I echo the Chair's comments. I do not think Mr. Duggan should be apologising at all for the length of the submission. The Department has been very good to come before the committee not once, but twice. Mr. Duggan has dealt comprehensively with what I would have come to the meeting to ask the witnesses about. It has been a really useful summary. The issue around the central processing authority, CPA, is an interesting one. It is one where I think differing ideologies reveal themselves. I do not use the word "ideology" as a dirty word, as some people seem to. I do not know why you would turn up in a legislative body unless you were guided by an ideology of some sort. I am quite comfortable with the idea of the CPA being a significant State actor looking after people who need looking after and who are not proactive in their decision-making. What I did find interesting was that idea that perhaps Revenue could play a role more efficiently. Mr. Duggan dealt with that in the last part of the submission. It might be useful for us, as a committee, to have that outlined in more detail. One of the things that jumped out at me was the question of whether it was a good suggestion to leave Revenue to take on part of it. I am quite comfortable with the CPA's standing as an investment intermediary. I think it is a good idea. One thing that nobody really spoke to us about, and I would have raised initially, is that environmental, social and governance, ESG, consideration, how we design the default and whether we want to reflect values within the default. Perhaps that is a discussion for another day.

On income and age limits, again, I am quite comfortable with where the age limits and income levels are set. My only concern is whether we should be setting those limits in primary legislation or whether that should be dealt with after the fact because situations change. For example, we have had runaway inflation this year in a way that has not occurred in a number of decades. That might change income thresholds. Do we tie the hands of the CPA and the Oireachtas by putting the thresholds into primary legislation? I am comfortable with the contribution levels, which were dealt with in the submission. I do not want to put words in the Chair's mouth,-----

Do not worry, that will not happen.

That is what I was thinking. The Economic and Social Research Institute, ESRI, really put the cat among the pigeons last week. It is a pity we did not get that input earlier in the process to allow other people to respond to the assertion that it is evidence that the top-up is an unnecessary structure in terms of incentivising people. It has stated that the auto-enrolment, AE, is the thing that gets most people in. That speaks to that flexibility and portability in pensions. I think we can all easily imagine that throughout a person's working life, he or she will move in and out of that AE system, whether it is into an occupational pension scheme or whatever their changing circumstances are. What the ESRI raised is the complexity we are going to encounter if there is a 25% top-up and people are then moving in and out of different tax brackets, whether that is 20% rate, the marginal rate or whatever it is. It is heartening to hear that the Department has looked at this in great detail and it was not surprised by it. However, I think it would be interesting for us, as a committee, to see that background research. One of my concerns is how a person is probably going to move in and out of AE during the course of his or her working life. As Mr. Duggan has stated, this is a cohort of people who are not actively managing their pensions. Any simplicity we can bring to it will help. That will also help with making the voluntary contributions at some stage - all of those things will factor in. If the Department has research on that, it would be useful for me to see it before the Bill hits Second Stage so that I could really get myself comfortable with it. As I said, I think Mr. Duggan has addressed all of those points. Perhaps there is additional detail that he would like to add.

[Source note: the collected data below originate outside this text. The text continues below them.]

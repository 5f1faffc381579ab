//! FieldWatch Alerting Core
//!
//! Turns sensor readings into alerts and alerts into escalating
//! notifications. Statistics and threshold recommendation are pure; the
//! evaluator, calibration service and escalation engine talk to storage only
//! through [`fieldwatch_store::TelemetryStore`].
//!
//! Data flow: reading batch → [`RuleEvaluator`] → alert → [`EscalationEngine`]
//! → [`NotificationDispatcher`] → channel senders.

pub mod cache;
pub mod calibration;
pub mod conditions;
pub mod escalation;
pub mod evaluator;
pub mod notify;
pub mod reporting;
pub mod stats;
pub mod thresholds;

pub use cache::TtlCache;
pub use calibration::{CalibrationConfig, CalibrationOptions, CalibrationReport, CalibrationService};
pub use conditions::Outcome;
pub use escalation::{EscalationConfig, EscalationEngine, InFlight, InFlightPermit, TickReport};
pub use evaluator::{BatchOutcome, EvaluatorConfig, IncomingReading, RuleEvaluator};
pub use notify::{
    ChannelError, DispatchReport, LoggingChannel, Notification, NotificationChannel,
    NotificationDispatcher,
};
pub use reporting::{DeviceStats, ReportingService, SensorSummary, TimeRange};
pub use stats::{statistics, z_score, Statistics};
pub use thresholds::{ThresholdRecommendation, ThresholdSuggestion};

use fieldwatch_store::{DeviceId, SensorId, StoreError};
use serde::{Deserialize, Serialize};

/// Result of an analysis that needs a minimum amount of history.
///
/// Not having enough data is an answer in its own right, never a zero.
#[derive(Debug, Clone, PartialEq, Serialize, Deserialize)]
#[serde(tag = "status", rename_all = "snake_case")]
pub enum Assessed<T> {
    Ready(T),
    InsufficientData { required: usize, available: usize },
}

impl<T> Assessed<T> {
    pub fn ready(self) -> Option<T> {
        match self {
            Assessed::Ready(value) => Some(value),
            Assessed::InsufficientData { .. } => None,
        }
    }

    pub fn is_ready(&self) -> bool {
        matches!(self, Assessed::Ready(_))
    }
}

/// Error types
#[derive(Debug, thiserror::Error)]
pub enum SensorError {
    #[error("Store error: {0}")]
    Store(#[from] StoreError),

    #[error("Device not found: {0}")]
    DeviceNotFound(DeviceId),

    #[error("Sensor {sensor_id} not found on device {device_id}")]
    SensorNotFound { device_id: DeviceId, sensor_id: SensorId },

    #[error("Invalid reading: {0}")]
    InvalidReading(String),

    #[error("Invalid configuration: {0}")]
    InvalidConfig(String),

    #[error("Calibration failed: {0}")]
    Calibration(String),
}

pub type Result<T> = std::result::Result<T, SensorError>;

There are one or two questions there.

Mr. Tim Duggan

We will look at the suggestion of the thresholds being set out in a regulation rather than in primary legislation. There are arguments both ways. I think the Office of the Parliamentary Counsel to the Government, OPC, would be of the view that they are such fundamentals that they should be in primary legislation. Therefore, when changes are being suggested they should go through the full rigours of the legislative process rather than being at the whim of a Minister, as it were. I know it is not that simple, but the Deputy gets the point. We will discuss that with the OPC again, but that was its initial view when we discussed it previously. That is why it is as suggested, but I take the Deputy's point.

On tax relief versus top-up, in December when we discussed this, I recall highlighting that three quarters of the people that we expect to be auto-enrolled are going to be either at the standard rate or no rate of tax. Therefore, tax relief either gives them quite a small incentive or no incentive at all. Given that it is three quarters of the people who are going to be auto-enrolled, the Government is of the view that that cannot be the outcome. Therefore, that is why the Government has decided against it. I remember sitting in Cabinet meetings listening to Ministers discussing this and they were very clear that there had to be equality of treatment for all participants in the scheme. The tax relief system just does not do that, as it is currently structured. Either we change that completely or we do something different with this. That is all predicated on the principle that everyone in the scheme should be treated equally from an incentivisation perspective. If you do not buy that argument, tax relief is fine, but if you do buy it then tax relief is not fine. That is the balance that we have tried to strike.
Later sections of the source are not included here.